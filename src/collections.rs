//! Collections built atop `RawStorage`.

//  Design considerations
//
//  #   Why `usize` positions, rather than iterators?
//
//  Iterators into a vector are plain addresses, invalidated by any operation which reallocates or shifts elements. In
//  Rust, the borrow-checker already forbids holding such an address across a mutation, so positions are expressed as
//  indexes, and addresses are only exposed as slices, or as a raw pointer range.

pub mod into_iter;
pub mod vector;

pub use into_iter::IntoIter;
pub use vector::Vector;
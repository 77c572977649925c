// Copyright 2025 the Picklist Authors
// SPDX-License-Identifier: Apache-2.0 OR MIT

//! Picklist Selection: canonical selection state for list widgets.
//!
//! A [`SelectionController`] owns the selected value of one widget instance.
//! Whether that value is owned by the widget or by its consumer is decided
//! once, at construction, through [`ControlMode`]:
//!
//! - **Uncontrolled**: commits such as [`toggle`](MultiSelection::toggle)
//!   update the stored value and report the new value.
//! - **Controlled**: commits only *report* the value the selection would
//!   have; the stored value changes solely through
//!   [`reconcile_external`](SelectionController::reconcile_external).
//!
//! The same controller serves single selection ([`SingleSelection`], value
//! `Option<Item>`) and multi selection ([`MultiSelection`], value
//! `Vec<Item>` in selection order).
//!
//! ## Minimal example
//!
//! ```rust
//! use picklist_selection::{Item, MultiSelection};
//!
//! let locked = Item::new("fi", "Finland").with_disabled(true);
//! let mut selection = MultiSelection::initialize(None, Some(vec![locked]));
//!
//! let change = selection.toggle(&Item::new("se", "Sweden")).unwrap();
//! assert!(change.applied);
//! assert_eq!(selection.value().len(), 2);
//!
//! // Bulk removal never drops disabled items.
//! let change = selection.remove_all();
//! assert_eq!(change.value.len(), 1);
//! assert_eq!(change.value[0].id(), "fi");
//! ```
//!
//! Multi-selects with free-text addition filter over a pool that includes the
//! custom items still selected; see [`computed_items`].
//!
//! This crate is `no_std` and uses `alloc`.

#![no_std]

extern crate alloc;

mod controller;
mod item;
mod pool;

pub use controller::{
    Change, ControlMode, MultiSelection, SelectionController, SingleSelection, reconcile, toggled,
};
pub use item::Item;
pub use pool::{SelectionError, computed_items, user_added, validate_collection};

■ ■ ■ ■ ■

In the entries above, find each line containing the string "addresses" and copy it.

◆ **WRITTEN RESPONSE**
//  Iterators into a vector are plain addresses, invalidated by any operation which reallocates or shifts elements. In
//  indexes, and addresses are only exposed as slices, or as a raw pointer range.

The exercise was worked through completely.